How difficult? From 2013 to the end of 2021, only 7.7% of illegal aliens who were never detained and who should have been removed from the country were actually removed. That compares to a removal rate of 97% for those who were continuously detained after being caught.
In addition to avoiding detention, this activist administration regularly refuses to execute final orders of removal and quietly closes tens of thousands of Immigrations and Customs Enforcement cases.
There is one small positive, however. The CBP One app should allow some relief for Border Patrol agents, at least temporarily. Any reduction in illegal crossings between ports of entry instead of at the ports themselves is helpful for them and long overdue—especially after years of being demeaned by this administration.
However, the CBP Office of Field Operations will be swamped at ports of entry, just as the Border Patrol has been for the past two years. And this type of unsustainable workload only leads to pressure to process many inadmissible aliens in faster. It’s likely that additional CBP officers may get pulled from patrolling the border to help and that “gotaway” numbers may increase.
We have already seen the gotaway number skyrocket after the administration started its “successful” parole program for Venezuelans. Now, it will use that as a model for the Cuban-Haitian-Nicaraguan parole program.
For the sake of transparency, the Department of Homeland Security must publish the CBP One app numbers for both “asylum seekers” and parolees each month.
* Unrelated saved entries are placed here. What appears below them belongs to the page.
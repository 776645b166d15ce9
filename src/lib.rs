//! # Tidal
//!
//! Schema migrations for the Tidal data-access layer.
//!
//! Tidal provides:
//! - Sortable, monotonic migration identities
//! - A migration registry scoped to context types and their bases
//! - A model differ producing ordered, reversible migration operations
//!
//! ## Quick Start
//!
//! ```rust
//! use tidal::prelude::*;
//!
//! # fn main() -> Result<(), tidal::MigrationError> {
//! let source = Snapshot::new().with_table(
//!     Table::new("Blogs")
//!         .with_column(Column::new("Id", "int"))
//!         .with_primary_key(Key::new("PK_Blogs", ["Id"])),
//! );
//! let target = Snapshot::new().with_table(
//!     Table::new("Blogs")
//!         .with_column(Column::new("Id", "int"))
//!         .with_column(Column::new("Url", "nvarchar(max)").nullable())
//!         .with_primary_key(Key::new("PK_Blogs", ["Id"])),
//! );
//!
//! let plan = ModelDiffer::new().plan(&source, &target)?;
//! assert_eq!(plan.up.len(), 1);
//! assert_eq!(plan.down.len(), 1);
//! # Ok(())
//! # }
//! ```

#![cfg_attr(docsrs, feature(doc_cfg))]
#![deny(missing_docs)]
#![deny(rustdoc::broken_intra_doc_links)]

/// Migration identities, registry and model differ.
pub mod migrate {
    pub use tidal_migrate::*;
}

/// Prelude module for convenient imports.
pub mod prelude {
    pub use crate::migrate::{
        Column, ContextType, ForeignKey, IdGenerator, Index, Key, MigrateConfig, MigrationId,
        MigrationOperation, MigrationPlan, MigrationRegistry, MigrationUnit, ModelDiffer,
        QualifiedName, Sequence, Snapshot, Table,
    };
}

// Re-export key types at the crate root
pub use migrate::{MigrateResult, MigrationError};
If DHS does not publish this information, Congress must demand it during oversight hearings and through legislation.
Put bluntly, the new parole program is an attempt at a crisis cover-up, and expanding it to other countries will only make the crisis worse.
Unsurprisingly, it fits in perfectly with the administration’s plan to get more aliens into the interior of the U.S. and gut interior immigration enforcement, granting mass de facto amnesty.
The administration’s goal is to facilitate the border crisis more quickly and efficiently with reckless disregard and disdain for our nation’s security, safety, and laws.
Shamefully, Biden and Homeland Security Secretary Alejandro Mayorkas deliberately caused this crisis and continue to shirk all responsibility, always quietly furthering their open-borders agenda.